Jerome, Arizona, is one of the oddest, most colorful towns in the state. Its history is rich, and its public history is thriving. Now a major tourist destination, as well as a small artists’ community, one can see Arizona history, and indeed U.S. history, in every corner. At a wine tasting one can see a passing motorcycle gang maneuver up the narrow streets, while a ghost tour marches downhill toward one of Jerome’s many historic sties. Jerome is itself a museum, an exercise in public history, but it is caught along the fault lines that make public history a contentious endeavor.
Many go to Jerome to see the Old West as John Wayne, Clint Eastwood, John Ford, and others portrayed it. By the time How the West Was Won debuted in 1963, the Jerome Historical Society, founded a decade earlier, was already busying itself purchasing saloons, churches, mining equipment, and other property to advertize Jerome as a ghost town. Today, the Jerome Historical Society tends to dominate public history, and their goal from the beginning was to draw a crowd. Popularizing the town’s title, ghosts are now a prevalent motif. One can go on a ghost tour, visit a haunted hotel, then eat lunch at a ghost-themed restaurant. The Wild West narrative appears in the ruins of Jerome’s schools, jails, brothels, and saloons, and a past rife with outlaws, sheriffs, and western debauchery in a lawless city where anybody can make it big with the swing of a pickaxe.

Entrance to an abandoned brothel, The Cuban Queen.

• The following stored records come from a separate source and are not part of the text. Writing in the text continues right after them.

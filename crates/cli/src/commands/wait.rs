// SPDX-License-Identifier: BUSL-1.1
// Copyright (c) 2026 Alfred Jean LLC

//! `mill wait` - block until a run is terminal
//!
//! A deadline that elapses first still reports the current status, then
//! exits 2 without touching the run.

use crate::error::CliError;
use crate::output::{format_or_json, paint_status, OutputFormat};
use mill_engine::{RunSummary, Supervisor, WaitOutcome};
use std::path::Path;
use std::time::Duration;

pub async fn wait(
    run_id: &str,
    timeout_secs: Option<u64>,
    format: OutputFormat,
    runs_root: &Path,
) -> Result<(), CliError> {
    let supervisor = Supervisor::new(runs_root);
    let timeout = timeout_secs.map(Duration::from_secs);
    let outcome = supervisor.wait(run_id, timeout).await?;

    let (status, timed_out) = match outcome {
        WaitOutcome::Terminal(status) => (status, false),
        WaitOutcome::TimedOut(status) => (status, true),
    };
    let summary = RunSummary { id: run_id.into(), status };
    format_or_json(format, &summary, || {
        println!("{} {}", summary.id, paint_status(summary.status));
    })
    .map_err(CliError::render)?;

    if timed_out {
        return Err(CliError::WaitTimeout);
    }
    Ok(())
}
// SPDX-License-Identifier: BUSL-1.1
// Copyright (c) 2026 Alfred Jean LLC

// Allow panic!/unwrap/expect in test code
#![cfg_attr(test, allow(clippy::panic))]
#![cfg_attr(test, allow(clippy::unwrap_used))]
#![cfg_attr(test, allow(clippy::expect_used))]

//! mill: CLI façade over the run supervisor.
//!
//! Maps commands to supervisor calls and renders either human text or one
//! JSON document per emission (`--json`). Exit codes: 0 success, 1 bad
//! input/unknown run/unknown flags, 2 `wait` timeout.

mod commands;
mod error;
mod output;

use clap::{CommandFactory, Parser, Subcommand};
use output::OutputFormat;
use std::path::PathBuf;

const HELP_TEMPLATE: &str = "\
{about}

Usage: {usage}

Commands:
  run <program.ts>   Submit a program as a new run
  status <runId>     Show a run's status
  wait <runId>       Wait until a run reaches a terminal status
  cancel <runId>     Request cancellation of a run
  watch              Stream run events until terminal
  ls                 List runs

Options:
{options}
";

#[derive(Parser)]
#[command(
    name = "mill",
    version = concat!(env!("CARGO_PKG_VERSION"), "+", env!("BUILD_GIT_HASH")),
    about = "Track, execute, and observe agent program runs",
    override_usage = "mill <command>",
    help_template = HELP_TEMPLATE,
    styles = output::help_styles(),
    disable_help_subcommand = true
)]
struct Cli {
    /// Print JSON envelopes instead of human output
    #[arg(long, global = true)]
    json: bool,

    /// Runs root (default: $MILL_RUNS_DIR, then ~/.mill/runs)
    #[arg(long, global = true, value_name = "path")]
    runs_dir: Option<PathBuf>,

    #[command(subcommand)]
    command: Option<Command>,
}

#[derive(Subcommand)]
enum Command {
    /// Submit a program as a new run
    Run(commands::run::RunArgs),
    /// Show a run's status
    Status {
        #[arg(value_name = "runId")]
        run_id: String,
    },
    /// Wait until a run reaches a terminal status
    Wait {
        #[arg(value_name = "runId")]
        run_id: String,
        /// Give up (exit 2) after this many seconds
        #[arg(long, value_name = "sec")]
        timeout: Option<u64>,
    },
    /// Request cancellation of a run
    Cancel {
        #[arg(value_name = "runId")]
        run_id: String,
    },
    /// Stream run events until terminal
    Watch(commands::watch::WatchArgs),
    /// List runs
    Ls,
    /// Internal: execute one run to its terminal state
    #[command(name = "_worker", hide = true)]
    Worker(commands::worker::WorkerCmdArgs),
}

fn resolve_runs_root(flag: Option<PathBuf>) -> PathBuf {
    flag.or_else(|| std::env::var_os("MILL_RUNS_DIR").map(PathBuf::from))
        .or_else(|| dirs::home_dir().map(|home| home.join(".mill/runs")))
        .unwrap_or_else(|| PathBuf::from(".mill/runs"))
}

#[tokio::main]
async fn main() {
    let cli = match Cli::try_parse() {
        Ok(cli) => cli,
        Err(e) => {
            // clap's own exit code for bad input is 2; the CLI contract is 1.
            use clap::error::ErrorKind;
            let code = match e.kind() {
                ErrorKind::DisplayHelp | ErrorKind::DisplayVersion => 0,
                _ => 1,
            };
            let _ = e.print();
            std::process::exit(code);
        }
    };

    let Some(command) = cli.command else {
        let _ = Cli::command().print_help();
        return;
    };

    let format = OutputFormat::from_flag(cli.json);
    let runs_root = resolve_runs_root(cli.runs_dir);

    let result = match command {
        Command::Run(args) => commands::run::run(args, format, &runs_root).await,
        Command::Status { run_id } => commands::status::status(&run_id, format, &runs_root),
        Command::Wait { run_id, timeout } => {
            commands::wait::wait(&run_id, timeout, format, &runs_root).await
        }
        Command::Cancel { run_id } => commands::cancel::cancel(&run_id, format, &runs_root),
        Command::Watch(args) => commands::watch::watch(args, format, &runs_root).await,
        Command::Ls => commands::ls::ls(format, &runs_root),
        Command::Worker(args) => commands::worker::worker(args, &runs_root).await,
    };

    if let Err(e) = result {
        if let Some(message) = e.message() {
            eprintln!("{message}");
        }
        std::process::exit(e.exit_code());
    }
}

Jerome is haunted by this history, but by other histories as well. History is contentious, often snagged between fragmented political agendas. Today, several state legislatures want to change AP U.S. History curriculum to emphasize American Exceptionalism, a word that makes most historians cringe. Jerome may not be as fraught with politics, but the ghosts that haunt it are more than the usual characters in a typical western.
There is Charley Hong, who emigrated from China in 1880, two years before the U.S. passed the Chinese Exclusion Act. He became a wealthy businessman, owner of the popular Bon Ton Restaurant (later the English Kitchen). Though a local celebrity in Jerome, the xenophobic climate in the west persisted, to the point that his restaurant was bombed in 1909. Miners haunt the town as well. Making it rich by mining may sound appealing, but the work was arduous, usually deadly, and compensation was minimal. To make matters worse, in 1917 corporate managers rounded up miners suspected of affiliating with workers’ rights organizations like the Industrial Workers of the World (IWW), forced them onto cattle trains, and deported them out of town. Meanwhile, the local hospital witnessed approximately 9,000 deaths.

Ruins of a prison
It is impossible to fully capture the diversity of Jerome’s history, and here I fail to do it justice. Public history, however, is an important venue for historical inquiry. The ghosts that haunt Jerome are more than just a handful of quirky characters. Jerome is haunted by the miners, the migrants, the unnamed lawbreakers, the women who worked in the town under challenging and dangerous conditions, the indigenous communities in the area. Jerome is indeed haunted, but most of its ghosts remain unheard. I intend to conduct more research, because for me history is about listening past the vast silence of time to let the old voices speak, and Jerome is shaking with eager voices.